I can hear the heartbreak in her voice. It was the same barely-contained rage I'd heard from my mother when my dad passed. It was the unspoken context of "Fuck you, universe. How dare you do this to me?" "My husband was an amazing, brilliant, kind man," she says. "He wasn't a bad person. It shouldn't have happened to him. But it happened. He died."

"How do you get from that dark place, where everything seems meaningless and cruel and horrible, to creating a Happiness Summit?" I ask.

"It's not a big leap."

"It's a huge leap," I insist. "It's like going from 'I lost the love of my life to a drunk driver' to 'I'm running Oktoberfest'."

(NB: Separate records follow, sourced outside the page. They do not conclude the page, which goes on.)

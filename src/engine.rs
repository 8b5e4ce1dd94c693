//! Game engine: the hangman state machine.
//!
//! A `GameState` is created from a secret word and mutated only through
//! `GameState::apply_guess`. Everything else is a read-only view for rendering.

use crate::debug_log;
use crate::error::{GuessError, InvalidGuess};
use std::collections::BTreeSet;

pub const MAX_LIVES: u32 = 6;
pub const PLACEHOLDER: char = '_';

#[derive(Clone, Copy, Debug, PartialEq, Eq)]
pub enum Outcome {
    InProgress,
    Won,
    Lost,
}

impl Outcome {
    pub const fn is_finished(self) -> bool {
        matches!(self, Self::Won | Self::Lost)
    }

    /// Classifies a game from its teaser and lives. Used after every turn and
    /// when restoring a save, so both paths agree.
    pub fn derive(secret_word: &[char], revealed: &[char], lives: u32) -> Self {
        if revealed == secret_word {
            Self::Won
        } else if lives == 0 {
            Self::Lost
        } else {
            Self::InProgress
        }
    }
}

/// Result of an accepted guess.
#[derive(Clone, Copy, Debug, PartialEq, Eq)]
pub struct Turn {
    pub letter: char,
    pub hit: bool,
    pub outcome: Outcome,
}

#[derive(Clone, Debug, PartialEq, Eq)]
pub struct GameState {
    secret_word: Vec<char>,
    revealed: Vec<char>,
    remaining_letters: BTreeSet<char>,
    guess_history: Vec<char>,
    lives: u32,
    outcome: Outcome,
}

impl GameState {
    /// Starts a fresh game. The word is expected to be lower-case already.
    pub fn new(secret_word: Vec<char>) -> Self {
        let revealed = vec![PLACEHOLDER; secret_word.len()];
        Self {
            secret_word,
            revealed,
            remaining_letters: ('a'..='z').collect(),
            guess_history: Vec::new(),
            lives: MAX_LIVES,
            outcome: Outcome::InProgress,
        }
    }

    /// Rebuilds a state from already-validated parts; the outcome is derived.
    pub(crate) fn from_parts(
        guess_history: Vec<char>,
        remaining_letters: BTreeSet<char>,
        secret_word: Vec<char>,
        revealed: Vec<char>,
        lives: u32,
    ) -> Self {
        let outcome = Outcome::derive(&secret_word, &revealed, lives);
        Self {
            secret_word,
            revealed,
            remaining_letters,
            guess_history,
            lives,
            outcome,
        }
    }

    pub fn secret_word(&self) -> &[char] {
        &self.secret_word
    }

    pub fn revealed(&self) -> &[char] {
        &self.revealed
    }

    pub fn remaining_letters(&self) -> &BTreeSet<char> {
        &self.remaining_letters
    }

    pub fn guess_history(&self) -> &[char] {
        &self.guess_history
    }

    pub fn lives(&self) -> u32 {
        self.lives
    }

    pub fn outcome(&self) -> Outcome {
        self.outcome
    }

    pub fn is_in_progress(&self) -> bool {
        !self.outcome.is_finished()
    }

    pub fn secret_word_string(&self) -> String {
        self.secret_word.iter().collect()
    }

    pub fn teaser(&self) -> String {
        self.revealed.iter().collect()
    }

    /// Applies one guessed letter.
    ///
    /// # Errors
    ///
    /// `GuessError::AlreadyEnded` once the game is won or lost, and
    /// `GuessError::Invalid` when the input is not a single letter that is
    /// still available. Neither error touches the state.
    pub fn apply_guess(&mut self, raw_input: &str) -> Result<Turn, GuessError> {
        if self.outcome.is_finished() {
            return Err(GuessError::AlreadyEnded);
        }

        let letter = self.validate(raw_input)?;

        self.remaining_letters.remove(&letter);
        self.guess_history.push(letter);

        let mut hit = false;
        for (slot, &c) in self.revealed.iter_mut().zip(&self.secret_word) {
            if c == letter {
                *slot = letter;
                hit = true;
            }
        }
        if !hit {
            self.lives = self.lives.saturating_sub(1);
        }

        self.outcome = Outcome::derive(&self.secret_word, &self.revealed, self.lives);
        debug_log!(
            "apply_guess() - '{}' hit={} lives={} outcome={:?}",
            letter,
            hit,
            self.lives,
            self.outcome
        );

        Ok(Turn {
            letter,
            hit,
            outcome: self.outcome,
        })
    }

    fn validate(&self, raw_input: &str) -> Result<char, InvalidGuess> {
        let normalized = raw_input.to_lowercase();
        let mut chars = normalized.chars();
        let letter = match (chars.next(), chars.next()) {
            (None, _) => return Err(InvalidGuess::Empty),
            (Some(_), Some(_)) => return Err(InvalidGuess::TooLong),
            (Some(c), None) => c,
        };
        if !letter.is_alphabetic() {
            return Err(InvalidGuess::NotALetter(letter));
        }
        if !self.remaining_letters.contains(&letter) {
            return Err(InvalidGuess::Unavailable(letter));
        }
        Ok(letter)
    }
}

#[cfg(test)]
mod tests {
    use super::*;

    fn game(word: &str) -> GameState {
        GameState::new(word.chars().collect())
    }

    #[test]
    fn test_new_game_defaults() {
        let state = game("apple");
        assert_eq!(state.teaser(), "_____");
        assert_eq!(state.lives(), MAX_LIVES);
        assert_eq!(state.remaining_letters().len(), 26);
        assert!(state.guess_history().is_empty());
        assert_eq!(state.outcome(), Outcome::InProgress);
    }

    #[test]
    fn test_repeated_letter_revealed_in_one_guess() {
        let mut state = game("apple");
        let turn = state.apply_guess("p").unwrap();
        assert!(turn.hit);
        assert_eq!(turn.outcome, Outcome::InProgress);
        assert_eq!(state.teaser(), "_pp__");
        assert_eq!(state.lives(), MAX_LIVES);
    }

    #[test]
    fn test_uppercase_guess_is_normalized() {
        let mut state = game("apple");
        let turn = state.apply_guess("A").unwrap();
        assert_eq!(turn.letter, 'a');
        assert_eq!(state.teaser(), "a____");
        assert_eq!(state.guess_history(), ['a']);
    }

    #[test]
    fn test_miss_costs_a_life() {
        let mut state = game("apple");
        let turn = state.apply_guess("z").unwrap();
        assert!(!turn.hit);
        assert_eq!(state.lives(), MAX_LIVES - 1);
        assert!(!state.remaining_letters().contains(&'z'));
        assert_eq!(state.teaser(), "_____");
    }

    #[test]
    fn test_loss_after_six_misses() {
        let mut state = game("apple");
        for guess in ["z", "x", "q", "j", "v"] {
            let turn = state.apply_guess(guess).unwrap();
            assert_eq!(turn.outcome, Outcome::InProgress);
        }
        let turn = state.apply_guess("w").unwrap();
        assert_eq!(turn.outcome, Outcome::Lost);
        assert_eq!(state.lives(), 0);
        assert_eq!(state.outcome(), Outcome::Lost);
    }

    #[test]
    fn test_win_keeps_all_lives() {
        let mut state = game("cat");
        for guess in ["c", "a"] {
            state.apply_guess(guess).unwrap();
            assert_eq!(state.lives(), MAX_LIVES);
            assert_eq!(state.outcome(), Outcome::InProgress);
        }
        let turn = state.apply_guess("t").unwrap();
        assert_eq!(turn.outcome, Outcome::Won);
        assert_eq!(state.teaser(), "cat");
        assert_eq!(state.lives(), MAX_LIVES);
    }

    #[test]
    fn test_invalid_inputs_do_not_mutate() {
        let mut state = game("apple");
        state.apply_guess("a").unwrap();
        let before = state.clone();

        assert_eq!(
            state.apply_guess(""),
            Err(GuessError::Invalid(InvalidGuess::Empty))
        );
        assert_eq!(
            state.apply_guess("ab"),
            Err(GuessError::Invalid(InvalidGuess::TooLong))
        );
        assert_eq!(
            state.apply_guess("7"),
            Err(GuessError::Invalid(InvalidGuess::NotALetter('7')))
        );
        assert_eq!(
            state.apply_guess("é"),
            Err(GuessError::Invalid(InvalidGuess::Unavailable('é')))
        );
        assert_eq!(state, before);
    }

    #[test]
    fn test_no_double_guessing() {
        let mut state = game("apple");
        state.apply_guess("p").unwrap();
        state.apply_guess("z").unwrap();
        let before = state.clone();

        assert_eq!(
            state.apply_guess("p"),
            Err(GuessError::Invalid(InvalidGuess::Unavailable('p')))
        );
        assert_eq!(
            state.apply_guess("Z"),
            Err(GuessError::Invalid(InvalidGuess::Unavailable('z')))
        );
        assert_eq!(state, before);
    }

    #[test]
    fn test_terminal_state_is_frozen() {
        let mut state = game("cat");
        for guess in ["c", "a", "t"] {
            state.apply_guess(guess).unwrap();
        }
        let before = state.clone();
        assert_eq!(state.apply_guess("b"), Err(GuessError::AlreadyEnded));
        assert_eq!(state.apply_guess("not a guess"), Err(GuessError::AlreadyEnded));
        assert_eq!(state, before);
    }

    #[test]
    fn test_monotonic_progress() {
        let mut state = game("banana");
        let mut prev_lives = state.lives();
        let mut prev_remaining = state.remaining_letters().len();
        let mut prev_history = state.guess_history().to_vec();

        for guess in ["e", "a", "a", "x", "n", "?", "q", "b"] {
            let _ = state.apply_guess(guess);
            assert!(state.lives() <= prev_lives);
            assert!(state.remaining_letters().len() <= prev_remaining);
            assert!(state.guess_history().starts_with(&prev_history));

            let misses = state
                .guess_history()
                .iter()
                .filter(|c| !state.secret_word().contains(c))
                .count() as u32;
            assert_eq!(state.lives(), MAX_LIVES - misses);

            prev_lives = state.lives();
            prev_remaining = state.remaining_letters().len();
            prev_history = state.guess_history().to_vec();
        }
        assert_eq!(state.outcome(), Outcome::Won);
    }

    #[test]
    fn test_outcome_derive() {
        let word: Vec<char> = "cat".chars().collect();
        assert_eq!(Outcome::derive(&word, &word, 3), Outcome::Won);
        assert_eq!(Outcome::derive(&word, &word, 0), Outcome::Won);
        assert_eq!(Outcome::derive(&word, &['c', '_', 't'], 0), Outcome::Lost);
        assert_eq!(
            Outcome::derive(&word, &['c', '_', 't'], 1),
            Outcome::InProgress
        );
    }
}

"You know what it is?" she says. "If I get a 4X4 and I hit you on the face, it's going to hurt. For you to say, 'Oh that's fantastic, that feels great,' that would be insane. You're not telling the truth."

"That hurts like a motherfucker," I agree.

"It does," she says. "It still does. The sadness is there. It's always there. I feel it on Thanksgiving, on Christmas, my anniversary, his birthday. I feel it every day. I was in that room when he died. I saw what death looks like. If you go through it and come out the other side, I can't even begin to tell you. It's so painful, it's agonizing."

"I can't," I tell her. And that's true. When I try to picture what it'd be like to watch my wife die in front of me … just imagining it makes me fall apart.

"But the thing is," she continues, "the moment comes and goes like a wave. You don't hold on to it. You don't attach to it. You choose not to attach to it. You choose not to label it 'My Pain, My Loss.' You don't own it."

I don't know why she makes such a convincing case. It could be because she keeps reminding me that she's not an expert, and she doesn't have a PhD, and hasn't been trained in mindful meditation by the Dalai Lama. Maybe it's because she doesn't keep trying to insist that happiness is waiting for all of us if we'll just make the effort. Happiness is there, sure, but the sadness isn't going anywhere.

"You're making me miss my dad," I tell her.

"That's okay," she says, in the most amazingly reassuring voice. "Pain can be a fantastic catalyst for change."